This question can be answered in one of two ways. The trivial, biographical answer is that David Brooks has been a political columnist for the New York Times since 2003. Before working for the Times, he was Senior Editor at The Weekly Standard, a conservative political magazine based in Washington. He appears regularly on PBS's The News Hour with Jim Lehrer and the NPR news program, All Things Considered. He is a journalist, a pundit, and a public intellectual.
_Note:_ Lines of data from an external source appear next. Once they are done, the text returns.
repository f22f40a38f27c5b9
use blake3;
use log::{debug, info, warn};
use std::{
    collections::{BTreeMap as Map, VecDeque},
    fs::{self, File},
    io::{BufRead, BufReader},
    process::{Command, Output, Stdio},
    time::{SystemTime, UNIX_EPOCH},
};
use tempfile::TempDir;

use crate::{
    config::Credential,
    error::{Error, Result},
    hasher,
    models::{
        Alias, BuildId, BuildRequest, BuiltImage, Capacity, CommandOutput, Fingerprint, ImageId,
        ImageSpec, InstanceId,
    },
    services::{SandboxInstance, SandboxService},
};

const LABEL_FINGERPRINT: &str = "io.sandbox.template.fingerprint";
const LABEL_ALIAS: &str = "io.sandbox.template.alias";

/// Lines of build output kept for the error message of a failed build.
const DIAGNOSTIC_LINES: usize = 20;

/// `podman exec` uses this exit code for its own failures, as opposed to
/// the command it runs.
const PODMAN_ERROR_EXIT: i32 = 125;

#[derive(Clone, Debug)]
struct Podman {
    program: String,
    base_args: Vec<String>,
}

impl Podman {
    fn new(url: Option<String>) -> Podman {
        Podman {
            program: "podman".into(),
            base_args: url
                .map(|url| vec!["--url".to_string(), url])
                .unwrap_or_default(),
        }
    }

    fn command(&self, args: &[String], credential: Option<&Credential>) -> Command {
        let mut command = Command::new(&self.program);
        command.args(&self.base_args);

        let (subcommand, rest) = match args.split_first() {
            Some((subcommand, rest)) => (Some(subcommand), rest),
            None => (None, args),
        };
        command.args(subcommand);

        if let Some(credential) = credential {
            command.arg("--creds").arg(credential.expose());
        }

        command.args(rest);

        debug!(
            "podman {}{}",
            args.join(" "),
            credential
                .map(|credential| format!(" --creds {}:***", credential.user()))
                .unwrap_or_default()
        );

        command
    }
}

/// Builds and runs sandbox images through the podman CLI, either locally or
/// against a remote podman service when a connection url is given.
pub struct PodmanService {
    podman: Podman,
    credential: Credential,
}

impl PodmanService {
    pub fn connect(url: Option<String>, credential: Credential) -> Result<PodmanService> {
        let podman = Podman::new(url);

        let output = podman
            .command(
                &[
                    "version".to_string(),
                    "--format".to_string(),
                    "{{.Client.Version}}".to_string(),
                ],
                None,
            )
            .output()
            .map_err(|err| Error::Configuration(format!("couldn't run podman: {}", err)))?;

        if !output.status.success() {
            return Err(Error::Configuration(format!(
                "podman is not usable: {}",
                String::from_utf8_lossy(&output.stderr).trim()
            )));
        }

        info!(
            "using podman {}",
            String::from_utf8_lossy(&output.stdout).trim()
        );

        Ok(PodmanService { podman, credential })
    }
}

impl SandboxService for PodmanService {
    fn build_template(
        &mut self,
        request: &BuildRequest,
        progress: &mut dyn FnMut(&str),
    ) -> Result<BuiltImage> {
        let started_at = now_nanos();
        let temp_dir = TempDir::new()?;

        let containerfile_path = temp_dir.path().join("Containerfile");
        fs::write(
            &containerfile_path,
            render_containerfile(&request.alias, &request.image, &request.fingerprint)?,
        )?;

        let iidfile_path = temp_dir.path().join("image-id");
        let stderr_path = temp_dir.path().join("build.log");
        let stderr = File::create(&stderr_path)?;

        let args = vec![
            "build".to_string(),
            "--tag".into(),
            request.alias.0.clone(),
            "--file".into(),
            path_arg(&containerfile_path)?,
            "--iidfile".into(),
            path_arg(&iidfile_path)?,
            "--cpu-period".into(),
            "100000".into(),
            "--cpu-quota".into(),
            (u64::from(request.capacity.cpus) * 100_000).to_string(),
            "--memory".into(),
            format!("{}m", request.capacity.memory_mb),
            path_arg(temp_dir.path())?,
        ];

        let mut child = self
            .podman
            .command(&args, Some(&self.credential))
            .stdin(Stdio::null())
            .stdout(Stdio::piped())
            .stderr(Stdio::from(stderr))
            .spawn()
            .map_err(|err| Error::RemoteBuild(format!("couldn't run podman build: {}", err)))?;

        let mut tail = VecDeque::with_capacity(DIAGNOSTIC_LINES);
        let mut read_error = None;
        if let Some(stdout) = child.stdout.take() {
            let mut reader = BufReader::new(stdout);
            let mut buf = Vec::new();

            // Build output is not always utf-8, so lines are decoded lossily.
            loop {
                buf.clear();
                match reader.read_until(b'\n', &mut buf) {
                    Ok(0) => break,
                    Ok(_) => {
                        let line = String::from_utf8_lossy(&buf);
                        let line = line.trim_end_matches(&['\r', '\n'][..]);
                        progress(line);

                        if tail.len() == DIAGNOSTIC_LINES {
                            tail.pop_front();
                        }
                        tail.push_back(line.to_string());
                    }
                    Err(err) => {
                        read_error = Some(err);
                        break;
                    }
                }
            }
        }

        let status = child.wait()?;
        if let Some(err) = read_error {
            return Err(Error::RemoteBuild(format!(
                "couldn't read podman build output: {}",
                err
            )));
        }

        if !status.success() {
            let log = fs::read_to_string(&stderr_path).unwrap_or_default();
            let diagnostic = last_lines(&log, DIAGNOSTIC_LINES)
                .unwrap_or_else(|| tail.into_iter().collect::<Vec<_>>().join("\n"));

            return Err(Error::RemoteBuild(if diagnostic.is_empty() {
                format!("podman build exited with {}", status)
            } else {
                diagnostic
            }));
        }

        let image_id = fs::read_to_string(&iidfile_path)?.trim().to_string();
        temp_dir.close()?;

        Ok(BuiltImage {
            image_id: ImageId(image_id),
            build_id: BuildId(hasher::build_id(&request.fingerprint, started_at)),
        })
    }

    fn acquire_instance(
        &mut self,
        alias: &Alias,
        runtime_env: &Map<String, String>,
        capacity: &Capacity,
    ) -> Result<Box<dyn SandboxInstance>> {
        let name = instance_name(alias, now_nanos());

        let mut args = vec![
            "run".to_string(),
            "--detach".into(),
            "--name".into(),
            name.clone(),
            "--label".into(),
            format!("{}={}", LABEL_ALIAS, alias.0),
            "--cpus".into(),
            capacity.cpus.to_string(),
            "--memory".into(),
            format!("{}m", capacity.memory_mb),
        ];

        for (key, value) in runtime_env.iter() {
            args.push("--env".into());
            args.push(format!("{}={}", key, value));
        }

        args.extend(vec![alias.0.clone(), "sleep".into(), "infinity".into()]);

        let output = self
            .podman
            .command(&args, Some(&self.credential))
            .stdin(Stdio::null())
            .output()
            .map_err(|err| Error::InstanceAcquisition {
                alias: alias.0.clone(),
                reason: format!("couldn't run podman run: {}", err),
            })?;

        if !output.status.success() {
            return Err(Error::InstanceAcquisition {
                alias: alias.0.clone(),
                reason: stderr_reason(&output),
            });
        }

        Ok(Box::new(PodmanInstance {
            podman: self.podman.clone(),
            id: InstanceId(name),
        }))
    }
}

struct PodmanInstance {
    podman: Podman,
    id: InstanceId,
}

impl SandboxInstance for PodmanInstance {
    fn id(&self) -> &InstanceId {
        &self.id
    }

    fn exec(&mut self, command: &str) -> Result<CommandOutput> {
        let args = vec![
            "exec".to_string(),
            self.id.0.clone(),
            "/bin/sh".into(),
            "-c".into(),
            command.into(),
        ];

        let output = self
            .podman
            .command(&args, None)
            .stdin(Stdio::null())
            .output()
            .map_err(|err| Error::Remote(format!("couldn't run podman exec: {}", err)))?;

        let exit_code = match output.status.code() {
            Some(PODMAN_ERROR_EXIT) if podman_failed(&output) => {
                return Err(Error::Remote(stderr_reason(&output)));
            }
            Some(code) => code,
            None => return Err(Error::Remote(stderr_reason(&output))),
        };

        Ok(CommandOutput {
            exit_code,
            stdout: String::from_utf8_lossy(&output.stdout).into_owned(),
            stderr: String::from_utf8_lossy(&output.stderr).into_owned(),
        })
    }

    fn kill(&mut self) -> Result<()> {
        let args = vec![
            "rm".to_string(),
            "--force".into(),
            "--time".into(),
            "0".into(),
            self.id.0.clone(),
        ];

        let output = self.podman.command(&args, None).stdin(Stdio::null()).output()?;

        if !output.status.success() {
            return Err(Error::Teardown {
                instance: self.id.0.clone(),
                reason: stderr_reason(&output),
            });
        }

        Ok(())
    }
}

/// Turns an image spec into a Containerfile.
///
/// Environment values are escaped so the builder bakes them in verbatim, and
/// every step gets its own exec-form `RUN` so it reaches the shell as one
/// command.
pub fn render_containerfile(
    alias: &Alias,
    spec: &ImageSpec,
    fingerprint: &Fingerprint,
) -> Result<String> {
    let mut containerfile = String::new();

    containerfile.push_str(&format!("FROM {}\n", spec.base_image));
    containerfile.push_str(&format!(
        "LABEL {}={} {}={}\n",
        LABEL_ALIAS,
        quote(&alias.0),
        LABEL_FINGERPRINT,
        quote(&fingerprint.0)
    ));

    for (key, value) in spec.build_env.iter() {
        containerfile.push_str(&format!("ENV {}={}\n", key, quote(value)));
    }

    containerfile.push_str(&format!("USER {}\n", spec.user));

    for step in spec.build_steps.iter() {
        let exec_form = serde_json::to_string(&["/bin/sh", "-c", step.as_str()])?;
        containerfile.push_str(&format!("RUN {}\n", exec_form));
    }

    Ok(containerfile)
}

fn quote(value: &str) -> String {
    let mut quoted = String::with_capacity(value.len() + 2);
    quoted.push('"');
    for c in value.chars() {
        if c == '"' || c == '\\' || c == '$' {
            quoted.push('\\');
        }
        quoted.push(c);
    }
    quoted.push('"');
    quoted
}

fn instance_name(alias: &Alias, nanos: u128) -> String {
    let mut hasher = blake3::Hasher::new();
    hasher.update(alias.0.as_bytes());
    hasher.update(&nanos.to_le_bytes());
    hasher.update(&std::process::id().to_le_bytes());
    let hex = hasher.finalize().to_hex();
    format!("sandbox-{}", &hex[..12])
}

fn now_nanos() -> u128 {
    SystemTime::now()
        .duration_since(UNIX_EPOCH)
        .map(|duration| duration.as_nanos())
        .unwrap_or_default()
}

fn path_arg(path: &std::path::Path) -> Result<String> {
    path.to_str()
        .map(String::from)
        .ok_or_else(|| Error::Configuration(format!("{:?} is not valid utf-8", path)))
}

fn last_lines(text: &str, count: usize) -> Option<String> {
    let lines = text.lines().filter(|line| !line.trim().is_empty()).collect::<Vec<_>>();
    if lines.is_empty() {
        return None;
    }

    let start = lines.len().saturating_sub(count);
    Some(lines[start..].join("\n"))
}

/// Whether podman itself failed rather than the command it ran. Podman
/// reports its own errors on stderr prefixed with `Error:`.
fn podman_failed(output: &Output) -> bool {
    String::from_utf8_lossy(&output.stderr)
        .trim_start()
        .starts_with("Error:")
}

fn stderr_reason(output: &Output) -> String {
    let stderr = String::from_utf8_lossy(&output.stderr);
    let stderr = stderr.trim();

    if stderr.is_empty() {
        warn!("podman exited with {} and no output", output.status);
        format!("podman exited with {}", output.status)
    } else {
        stderr.to_string()
    }
}
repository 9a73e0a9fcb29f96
//! Browser implementations of the image slot capabilities.

pub mod file_picker;
pub mod image_decoder;

pub use file_picker::{revoke_reference, BrowserFilePicker};
pub use image_decoder::BrowserImageDecoder;
pub mod aggregate;
pub mod ports;

pub use aggregate::{
    capitalize_first, BodyView, ImageReference, ImageSelection, PickOutcome, SlotState,
    IMAGE_MIME_FILTER,
};
pub use ports::{resolve_for_display, ContentPicker, DecodeError, DecodedImage, ImageDecoder};
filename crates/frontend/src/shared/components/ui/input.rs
use leptos::prelude::*;

/// Input component with label, prefix/suffix and error state.
///
/// После вызова `on_input` значение в DOM выравнивается по `value`:
/// если обработчик отклонил ввод и не изменил сигнал, нажатие просто
/// не оставляет следа в поле.
#[component]
pub fn Input(
    /// Label text (optional)
    #[prop(optional, into)]
    label: MaybeProp<String>,
    /// Input value
    #[prop(into)]
    value: Signal<String>,
    /// Input event handler
    #[prop(optional)]
    on_input: Option<Callback<String>>,
    /// Placeholder text
    #[prop(optional, into)]
    placeholder: MaybeProp<String>,
    /// Virtual keyboard hint: "decimal", "numeric", "text" (default)
    #[prop(optional, into)]
    inputmode: MaybeProp<String>,
    /// Blur on Enter (hides the on-screen keyboard)
    #[prop(optional)]
    blur_on_enter: bool,
    /// Error state (reactive)
    #[prop(optional, into)]
    invalid: MaybeProp<bool>,
    /// ID for the input element
    #[prop(optional, into)]
    id: MaybeProp<String>,
    /// Content before the input (icon)
    #[prop(optional, into)]
    prefix: Option<ViewFn>,
    /// Content after the input (unit, clear button)
    #[prop(optional, into)]
    suffix: Option<ViewFn>,
    /// Additional CSS classes
    #[prop(optional, into)]
    class: MaybeProp<String>,
) -> impl IntoView {
    let input_id = move || id.get().unwrap_or_default();
    let input_placeholder = move || placeholder.get().unwrap_or_default();
    let input_mode = move || inputmode.get().unwrap_or_else(|| "text".to_string());
    let is_invalid = move || invalid.get().unwrap_or(false);
    let additional_class = move || class.get().unwrap_or_default();

    view! {
        <div class="form__group">
            {move || label.get().map(|l| view! {
                <label class="form__label" for=input_id>
                    {l}
                </label>
            })}
            <div class=move || {
                let error_class = if is_invalid() { "form__field--error" } else { "" };
                format!("form__field {} {}", error_class, additional_class())
            }>
                {prefix.map(|p| view! { <span class="form__prefix">{p.run()}</span> })}
                <input
                    id=input_id
                    class="form__input"
                    type="text"
                    inputmode=input_mode
                    enterkeyhint=move || if blur_on_enter { "done" } else { "enter" }
                    prop:value=move || value.get()
                    placeholder=input_placeholder
                    aria-invalid=move || if is_invalid() { "true" } else { "false" }
                    on:input=move |ev| {
                        if let Some(handler) = on_input {
                            handler.run(event_target_value(&ev));
                        }
                        let input = event_target::<web_sys::HtmlInputElement>(&ev);
                        let current = value.get_untracked();
                        if input.value() != current {
                            input.set_value(&current);
                        }
                    }
                    on:keydown=move |ev: web_sys::KeyboardEvent| {
                        if blur_on_enter && ev.key() == "Enter" {
                            let _ = event_target::<web_sys::HtmlInputElement>(&ev).blur();
                        }
                    }
                />
                {suffix.map(|s| view! { <span class="form__suffix">{s.run()}</span> })}
            </div>
        </div>
    }
}
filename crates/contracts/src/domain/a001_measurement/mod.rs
pub mod aggregate;

pub use aggregate::{is_valid_entry, InputOutcome, MeasurementKind, MeasurementValue, Trailing};
pub mod slot;
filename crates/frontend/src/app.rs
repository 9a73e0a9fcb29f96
use crate::domain::a003_body_snapshot::ui::form::BodySnapshotForm;
use crate::shared::config::load_page_layout;
use leptos::prelude::*;
use thaw::ConfigProvider;

#[component]
pub fn App() -> impl IntoView {
    let layout = load_page_layout();

    view! {
        <ConfigProvider>
            <main class="app">
                <BodySnapshotForm layout=layout />
            </main>
        </ConfigProvider>
    }
}
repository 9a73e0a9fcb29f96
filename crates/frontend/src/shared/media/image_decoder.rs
use contracts::domain::a002_body_photo::{DecodeError, DecodedImage, ImageDecoder, ImageReference};

/// Декодирование средствами браузера.
///
/// Сами пиксели разбирает `<img>`; здесь отсекаются ссылки, которые браузер
/// заведомо не покажет. Ошибка загрузки уже в `<img>` обрабатывается во view
/// через событие `error`.
#[derive(Clone, Copy, Debug, Default)]
pub struct BrowserImageDecoder;

impl ImageDecoder for BrowserImageDecoder {
    fn decode(&self, reference: &ImageReference) -> Result<DecodedImage, DecodeError> {
        let src = reference.as_str().trim();
        if src.is_empty() {
            return Err(DecodeError::Empty);
        }
        if src.starts_with("blob:") || src.starts_with("data:image/") {
            return Ok(DecodedImage::new(src));
        }
        Err(DecodeError::UnsupportedReference(src.to_string()))
    }
}
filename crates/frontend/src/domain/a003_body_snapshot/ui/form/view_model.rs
use contracts::domain::a001_measurement::MeasurementValue;
use contracts::domain::a002_body_photo::ImageSelection;
use contracts::domain::a003_body_snapshot::{BodySnapshot, BodySnapshotLayout};

/// Initial state for every slot and field on the form
pub struct BodySnapshotFormViewModel {
    pub photos: Vec<ImageSelection>,
    pub measurements: Vec<MeasurementValue>,
}

impl BodySnapshotFormViewModel {
    pub fn new(layout: &BodySnapshotLayout) -> Self {
        let BodySnapshot {
            photos,
            measurements,
        } = BodySnapshot::from_layout(layout);
        Self {
            photos,
            measurements,
        }
    }
}

// Наблюдатели событий компонентов. Компоненты сами не логируют.

pub fn log_measurement_change(value: &MeasurementValue) {
    match value.as_number() {
        Some(number) => log::debug!("{}: {} {}", value.label(), number, value.unit()),
        None => log::debug!("{}: {:?}", value.label(), value.raw_text()),
    }
}

pub fn log_photo_selected(selection: &ImageSelection) {
    if let Some(reference) = selection.reference() {
        log::debug!("Photo '{}' selected: {}", selection.slot_name(), reference);
    }
}

#[cfg(test)]
mod tests {
    use super::*;
    use contracts::domain::a003_body_snapshot::{MeasurementFieldLayout, PhotoSlotLayout};

    #[test]
    fn test_default_layout_builds_three_slots_and_four_fields() {
        let vm = BodySnapshotFormViewModel::new(&BodySnapshotLayout::default());
        assert_eq!(vm.photos.len(), 3);
        assert_eq!(vm.measurements.len(), 4);
    }

    #[test]
    fn test_custom_layout_is_followed() {
        let layout = BodySnapshotLayout {
            photos: vec![PhotoSlotLayout {
                name: "front".to_string(),
            }],
            measurements: vec![MeasurementFieldLayout {
                label: "Hips".to_string(),
                unit: "cm".to_string(),
            }],
        };
        let vm = BodySnapshotFormViewModel::new(&layout);
        assert_eq!(vm.photos[0].button_label(), "Front");
        assert_eq!(vm.measurements[0].label(), "Hips");
        assert_eq!(vm.measurements[0].raw_text(), "");
    }
}
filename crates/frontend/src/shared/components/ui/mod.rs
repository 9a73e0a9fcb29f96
pub mod input;

pub use input::Input;
use super::view_model::{log_measurement_change, log_photo_selected, BodySnapshotFormViewModel};
use crate::domain::a001_measurement::ui::field::MeasurementField;
use crate::domain::a002_body_photo::ui::slot::ImageSlot;
use contracts::domain::a001_measurement::MeasurementValue;
use contracts::domain::a002_body_photo::ImageSelection;
use contracts::domain::a003_body_snapshot::BodySnapshotLayout;
use leptos::prelude::*;
use thaw::*;

#[component]
pub fn BodySnapshotForm(layout: BodySnapshotLayout) -> impl IntoView {
    let vm = BodySnapshotFormViewModel::new(&layout);

    let on_measurement_change =
        Callback::new(|value: MeasurementValue| log_measurement_change(&value));
    let on_photo_selected =
        Callback::new(|selection: ImageSelection| log_photo_selected(&selection));

    view! {
        <div class="body-snapshot">
            <div class="body-snapshot__photos">
                <Flex justify=FlexJustify::Center align=FlexAlign::FlexStart>
                    {vm.photos.into_iter().map(|selection| view! {
                        <ImageSlot selection=selection on_selected=on_photo_selected />
                    }).collect_view()}
                </Flex>
            </div>

            <div class="body-snapshot__measurements">
                <Flex vertical=true gap=FlexGap::Small align=FlexAlign::End>
                    {vm.measurements.into_iter().map(|value| view! {
                        <MeasurementField value=value on_change=on_measurement_change />
                    }).collect_view()}
                </Flex>
            </div>
        </div>
    }
}
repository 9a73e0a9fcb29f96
use crate::shared::media::revoke_reference;
use contracts::domain::a002_body_photo::{
    resolve_for_display, ContentPicker, DecodedImage, ImageDecoder, ImageReference,
    ImageSelection, PickOutcome, IMAGE_MIME_FILTER,
};
use leptos::prelude::*;

/// ViewModel for one photo slot
#[derive(Clone, Copy)]
pub struct ImageSlotViewModel {
    pub selection: RwSignal<ImageSelection>,
    /// `<img>` reported a load error for the current reference
    pub display_failed: RwSignal<bool>,
    /// A picker request is pending for this slot
    pub picking: RwSignal<bool>,
}

impl ImageSlotViewModel {
    pub fn new(selection: ImageSelection) -> Self {
        Self {
            selection: RwSignal::new(selection),
            display_failed: RwSignal::new(false),
            picking: RwSignal::new(false),
        }
    }

    pub fn button_label(&self) -> String {
        self.selection.with_untracked(ImageSelection::button_label)
    }

    /// Что показать под кнопкой: ничего, фото или заглушку
    pub fn displayed_image<D: ImageDecoder>(&self, decoder: &D) -> Option<DecodedImage> {
        let failed = self.display_failed.get();
        self.selection.with(|s| {
            s.reference().map(|reference| {
                if failed {
                    DecodedImage::placeholder()
                } else {
                    resolve_for_display(decoder, reference)
                }
            })
        })
    }

    /// Apply a picker result. Returns `true` when the slot changed.
    pub fn apply_pick(&self, result: Option<ImageReference>) -> bool {
        let mut outcome = PickOutcome::Unchanged;
        self.selection.maybe_update(|s| {
            outcome = s.on_pick_result(result);
            outcome.is_selected()
        });

        match outcome {
            PickOutcome::Unchanged => false,
            PickOutcome::Selected { replaced } => {
                self.display_failed.set(false);
                if let Some(previous) = replaced {
                    revoke_reference(&previous);
                }
                true
            }
        }
    }

    /// Занять слот под новый запрос. `false`, если запрос уже идёт.
    pub fn begin_pick(&self) -> bool {
        if self.picking.get_untracked() {
            return false;
        }
        self.picking.set(true);
        true
    }

    /// Завершить запрос и применить его результат
    pub fn finish_pick(&self, result: Option<ImageReference>) -> bool {
        self.picking.set(false);
        self.apply_pick(result)
    }

    /// Open the picker; the result arrives asynchronously.
    /// At most one request per slot is pending at a time.
    pub fn pick_command<P>(&self, picker: P, on_selected: Option<Callback<ImageSelection>>)
    where
        P: ContentPicker + 'static,
    {
        if !self.begin_pick() {
            return;
        }
        let vm = *self;
        wasm_bindgen_futures::spawn_local(async move {
            let result = picker.request(IMAGE_MIME_FILTER).await;
            if vm.finish_pick(result) {
                if let Some(handler) = on_selected {
                    handler.run(vm.selection.get_untracked());
                }
            }
        });
    }

    pub fn mark_display_failed(&self) {
        self.display_failed.set(true);
    }
}
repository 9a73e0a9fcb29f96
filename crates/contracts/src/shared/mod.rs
pub mod config;
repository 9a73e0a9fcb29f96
use super::view_model::MeasurementFieldViewModel;
use crate::shared::components::ui::Input;
use crate::shared::icons::icon;
use contracts::domain::a001_measurement::MeasurementValue;
use leptos::prelude::*;

#[component]
pub fn MeasurementField(
    /// Initial state (label, unit, text)
    value: MeasurementValue,
    /// Called after every accepted change or clear
    #[prop(optional)]
    on_change: Option<Callback<MeasurementValue>>,
) -> impl IntoView {
    let vm = MeasurementFieldViewModel::new(value);
    let field_id = format!("measurement-{}", vm.label().to_lowercase().replace(' ', "-"));

    let notify = move || {
        if let Some(handler) = on_change {
            handler.run(vm.value.get_untracked());
        }
    };

    let on_input = Callback::new(move |proposed: String| {
        if vm.input_command(proposed).is_accepted() {
            notify();
        }
    });

    let on_clear = move |_: leptos::ev::MouseEvent| {
        vm.clear_command();
        notify();
    };

    view! {
        <div class="measurement-field">
            <Input
                id=field_id
                label=vm.label()
                value=Signal::derive(move || vm.text())
                on_input=on_input
                inputmode="decimal"
                blur_on_enter=true
                invalid=Signal::derive(move || vm.is_error())
                prefix=move || icon("search")
                suffix=move || view! {
                    {move || if vm.show_clear() {
                        view! {
                            <button
                                type="button"
                                class="measurement-field__clear"
                                aria-label="Clear text"
                                on:click=on_clear
                            >
                                {icon("x")}
                            </button>
                        }.into_any()
                    } else {
                        view! {
                            <span class="measurement-field__unit">{vm.unit()}</span>
                        }.into_any()
                    }}
                }
            />
        </div>
    }
}
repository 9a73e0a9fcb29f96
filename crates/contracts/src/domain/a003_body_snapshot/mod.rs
pub mod aggregate;

pub use aggregate::{BodySnapshot, BodySnapshotLayout, MeasurementFieldLayout, PhotoSlotLayout};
The more substantive answer would entail taking a tour of Brooks's mental map. What is his general worldview? If you were pressed to affix a label to him, you could do worse than call him a "conservative," but then the label wouldn't be all that helpful since Brooks embodies that venerable American tradition of independent thinking and nonconformity. In his columns, he comes across as being neither a dogmatist nor a skeptic but as someone who likes to mull things over, who is willing to change course and modify his views, and who writes in the spirit of knowing a few things but certainly not everything.
To understand David Brooks, we'll need to grasp the general principles underlying his columns and books.
Brooks's Views of Human Nature
1. We are social animals through and through. We are not pre-social, individual atoms who later adopt on certain social identities. Rather, we are born into social groups, and we come to understand ourselves through our mishmash of cultural and group affiliations.
2. The modern world is irreducibly complex. Inasmuch as this is the case, we need to train ourselves to fix our attention on particular items and keep in mind that we won't have the last word. Still, the claim that our world is complex doesn't mean that we have to be skeptical about the possibility of knowing anything whatsoever.
To split the difference between a sea of information and a summit of unchanging knowledge, Brooks sketches character types of persons, time periods, and moods. These general characterizations, usually laced with more than a touch of satire, aren't mathematical or scientific truths; they are provisional categories that help us to make sense of new and old information. They are literary sketches.
3. Moral intelligence is contextual and empathic. For Brooks, we feel our way through situations (we're always going on blind first dates), and the best develop a knack for intuiting how others think and feel, what they need, and who they are. This kind of intelligence is not as clear and distinct as to be easily set down in arguments or presented as Power Point slideshows. Rather, it's vague and fuzzy but, for all that, necessary insofar as it connects us to others and helps to maintain meaningful attachments.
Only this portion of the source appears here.